# My biggest BOW buck to date



## HOO'S NEXT (Aug 22, 2009)

Got this dude Thanksgiving weekend in Comal County. Broadside at 25 yards, with a nice double lung shot he went down less than 50 yards.


----------



## ROBOWADER (May 22, 2004)

Very nice!


----------



## texastkikker (Dec 24, 2008)

nice blood trail!!!!!!


----------



## Muddy Water Bohemian (Mar 1, 2013)

Ear plugs for bow hunting?


----------



## HOO'S NEXT (Aug 22, 2009)

Muddy Water Bohemian said:


> Ear plugs for bow hunting?


HAHA! Figured someone would make a comment. I always carry a pistol when hunting and have really, really bad ears so always have earplugs as well. Unless its a life and death situation I will not pull the trigger on a gun (without plugs), wouldn't be able to hear for a week lol.


----------



## HOO'S NEXT (Aug 22, 2009)

You can see the Muzzy 100gr 3 Blade did its job


----------



## Salty Dog (Jan 29, 2005)

Dang Eric, good job!


----------



## tlt_tamu (Apr 17, 2013)

Congrats!


----------



## Mr. Saltwater (Oct 5, 2012)

Way to get it done!!! 

Congrats on a nice buck!!


----------



## JKib (Sep 13, 2016)

Nice shot, but more importantly I see you are a fan of whiskey...how do you like that TX whiskey? I've been looking at it but haven't brought myself to buy it yet


----------



## HOO'S NEXT (Aug 22, 2009)

JKib said:


> Nice shot, but more importantly I see you are a fan of whiskey...how do you like that TX whiskey? I've been looking at it but haven't brought myself to buy it yet


Thanks.... TX is worth the purchase, it and Witherspoons are my 2 favorite Texas whiskeys. They are both very smooth with just a hint of sweetness to kill the burn.


----------



## JKib (Sep 13, 2016)

10-4, I will give it a shot.


----------



## Prof.
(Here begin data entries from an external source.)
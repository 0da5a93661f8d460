// Copyright (C) Parity Technologies (UK) Ltd.
// SPDX-License-Identifier: Apache-2.0

//! An in-memory [`Chain`] simulating the pallets the provisioner talks to.
//!
//! Every submission is included in a freshly built block. Batches are applied to a copy of the
//! state which is only committed if every call succeeds. Calls with malformed arguments are
//! rejected before inclusion, like an undecodable extrinsic would be.

use crate::network::{InboundTransfer, MockNetwork};
use async_trait::async_trait;
use parking_lot::Mutex;
use std::{
	collections::BTreeMap,
	sync::{
		atomic::{AtomicU64, Ordering},
		Arc,
	},
};
use xcm_provisioner_client::{
	value, BatchedCall, BlockBuildMode, BlockNumber, Call, Chain, ChainError, ControlCommand,
	EmittedEvent, Keypair, StorageQuery, TransactionOutcome, Value, H256,
};
use xcm_provisioner_primitives::{
	sibling_account, Asset, AssetId, Balance, Junction, Location,
};

type AccountId = [u8; 32];

/// Offset added to the registry counter when allocating sequential ids.
pub const DEFAULT_REGISTRY_ID_OFFSET: AssetId = 1_000_000;

const ENCODED_CALL_PREFIX: &[u8] = b"mock-call:";

#[derive(Debug, Clone, Default)]
struct AssetDetails {
	owner: AccountId,
	admin: AccountId,
	min_balance: Balance,
	supply: Balance,
	name: Vec<u8>,
	symbol: Vec<u8>,
	decimals: u8,
	accounts: BTreeMap<AccountId, Balance>,
}

#[derive(Debug, Clone, Default)]
struct RegistryEntry {
	name: Option<Vec<u8>>,
	symbol: Option<Vec<u8>>,
	decimals: Option<u8>,
	location: Option<Location>,
	existential_deposit: Balance,
	is_sufficient: bool,
}

#[derive(Debug, Clone, Default)]
struct State {
	height: BlockNumber,
	build_mode: Option<BlockBuildMode>,
	next_asset_id: Option<AssetId>,
	assets: BTreeMap<AssetId, AssetDetails>,
	registry_next_id: AssetId,
	registry: BTreeMap<AssetId, RegistryEntry>,
	location_assets: BTreeMap<Location, AssetId>,
	tokens: BTreeMap<(AccountId, AssetId), Balance>,
	native: BTreeMap<AccountId, Balance>,
	accepted_currencies: BTreeMap<AssetId, u128>,
	pools: BTreeMap<(AssetId, AssetId), (Balance, Balance)>,
	agenda: BTreeMap<BlockNumber, Vec<BatchedCall>>,
	scheduled_results: Vec<(BlockNumber, Result<(), String>)>,
	undelivered: Vec<InboundTransfer>,
	outbox: Vec<(u32, InboundTransfer)>,
	events: Vec<EmittedEvent>,
	/// Identifiers consumed by another actor before the next submission.
	stolen_ids: u32,
	/// The next submission times out. `Some(true)` if it is included nonetheless.
	time_out: Option<bool>,
}

#[derive(Debug, Clone, Copy)]
enum Origin {
	Signed(AccountId),
	Root,
}

#[derive(Debug, Clone, Copy, PartialEq, Eq)]
struct Failure {
	pallet: &'static str,
	error: &'static str,
}

fn fail<T>(pallet: &'static str, error: &'static str) -> Result<T, Failure> {
	Err(Failure { pallet, error })
}

/// A call with decoded arguments.
#[derive(Debug, Clone)]
enum MockCall {
	AssetsCreate { id: AssetId, admin: AccountId, min_balance: Balance },
	AssetsSetMetadata { id: AssetId, name: Vec<u8>, symbol: Vec<u8>, decimals: u8 },
	AssetsMint { id: AssetId, beneficiary: AccountId, amount: Balance },
	AssetsTouchOther { id: AssetId, who: AccountId },
	RegisterExternal { location: Location },
	Register {
		asset_id: Option<AssetId>,
		entry: RegistryEntry,
	},
	AddCurrency { currency: AssetId, price: u128 },
	SetBalance { who: AccountId, currency_id: AssetId, new_free: Balance },
	ReserveTransfer {
		dest: Location,
		beneficiary: Location,
		assets: Vec<Asset>,
		fee_asset_item: u32,
	},
	CreatePool { asset_a: AssetId, amount_a: Balance, asset_b: AssetId, amount_b: Balance },
	Remark,
}

fn arg<'a>(call: &'a Call, name: &str) -> Result<&'a Value, String> {
	call.field(name)
		.ok_or_else(|| format!("{}::{} is missing argument `{name}`", call.pallet(), call.name()))
}

fn optional<T>(
	call: &Call,
	name: &str,
	decode: impl Fn(&Value) -> Result<T, ChainError>,
) -> Result<Option<T>, String> {
	value::to_option(arg(call, name)?)
		.and_then(|inner| inner.map(decode).transpose())
		.map_err(|err| err.to_string())
}

fn decode_call(call: &Call) -> Result<MockCall, String> {
	let u32_arg = |name: &str| value::to_u32(arg(call, name)?).map_err(|err| err.to_string());
	let u128_arg = |name: &str| value::to_u128(arg(call, name)?).map_err(|err| err.to_string());
	let account_arg =
		|name: &str| value::to_account_id(arg(call, name)?).map_err(|err| err.to_string());
	let bytes_arg = |name: &str| value::to_bytes(arg(call, name)?).map_err(|err| err.to_string());

	Ok(match (call.pallet(), call.name()) {
		("Assets", "create") => MockCall::AssetsCreate {
			id: u32_arg("id")?,
			admin: account_arg("admin")?,
			min_balance: u128_arg("min_balance")?,
		},
		("Assets", "set_metadata") => MockCall::AssetsSetMetadata {
			id: u32_arg("id")?,
			name: bytes_arg("name")?,
			symbol: bytes_arg("symbol")?,
			decimals: value::to_u8(arg(call, "decimals")?).map_err(|err| err.to_string())?,
		},
		("Assets", "mint") => MockCall::AssetsMint {
			id: u32_arg("id")?,
			beneficiary: account_arg("beneficiary")?,
			amount: u128_arg("amount")?,
		},
		("Assets", "touch_other") => {
			MockCall::AssetsTouchOther { id: u32_arg("id")?, who: account_arg("who")? }
		},
		("AssetRegistry", "register_external") => MockCall::RegisterExternal {
			location: value::to_location(arg(call, "location")?).map_err(|err| err.to_string())?,
		},
		("AssetRegistry", "register") => MockCall::Register {
			asset_id: optional(call, "asset_id", value::to_u32)?,
			entry: RegistryEntry {
				name: optional(call, "name", value::to_bytes)?,
				symbol: optional(call, "symbol", value::to_bytes)?,
				decimals: optional(call, "decimals", value::to_u8)?,
				location: optional(call, "location", value::to_location)?,
				existential_deposit: optional(call, "existential_deposit", value::to_u128)?
					.unwrap_or_default(),
				is_sufficient: *arg(call, "is_sufficient")? == Value::bool(true),
			},
		},
		("MultiTransactionPayment", "add_currency") => {
			MockCall::AddCurrency { currency: u32_arg("currency")?, price: u128_arg("price")? }
		},
		("Tokens", "set_balance") => MockCall::SetBalance {
			who: account_arg("who")?,
			currency_id: u32_arg("currency_id")?,
			new_free: u128_arg("new_free")?,
		},
		("PolkadotXcm", "limited_reserve_transfer_assets") => MockCall::ReserveTransfer {
			dest: value::to_location(arg(call, "dest")?).map_err(|err| err.to_string())?,
			beneficiary: value::to_location(arg(call, "beneficiary")?)
				.map_err(|err| err.to_string())?,
			assets: value::to_assets(arg(call, "assets")?).map_err(|err| err.to_string())?,
			fee_asset_item: u32_arg("fee_asset_item")?,
		},
		("XYK", "create_pool") => MockCall::CreatePool {
			asset_a: u32_arg("asset_a")?,
			amount_a: u128_arg("amount_a")?,
			asset_b: u32_arg("asset_b")?,
			amount_b: u128_arg("amount_b")?,
		},
		("System", "remark") => MockCall::Remark,
		(pallet, name) => return Err(format!("unknown call {pallet}::{name}")),
	})
}

fn event(
	pallet: &str,
	variant: &str,
	fields: impl IntoIterator<Item = (&'static str, Value)>,
) -> EmittedEvent {
	EmittedEvent {
		pallet: pallet.into(),
		variant: variant.into(),
		fields: Value::named_composite(fields),
	}
}

/// Builder-style configuration followed by [`MockChain::build`].
pub struct MockChain {
	name: String,
	para_id: Option<u32>,
	native_asset_id: AssetId,
	registry_id_offset: AssetId,
	root_injection: bool,
	network: Option<Arc<MockNetwork>>,
	state: Mutex<State>,
	encoded: Mutex<Vec<BatchedCall>>,
	extrinsics: AtomicU64,
}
Salt (May 6, 2014)

Nice deer and great shot!


----------



## Trouthunter (Dec 18, 1998)

Great deer but I sure don't like the whiskey, either of them lol.

You do dress nicely when bow hunting though 

Congratulations...great buck.

TH


----------



## troutsupport (May 22, 2006)

Congrats and nice pics


----------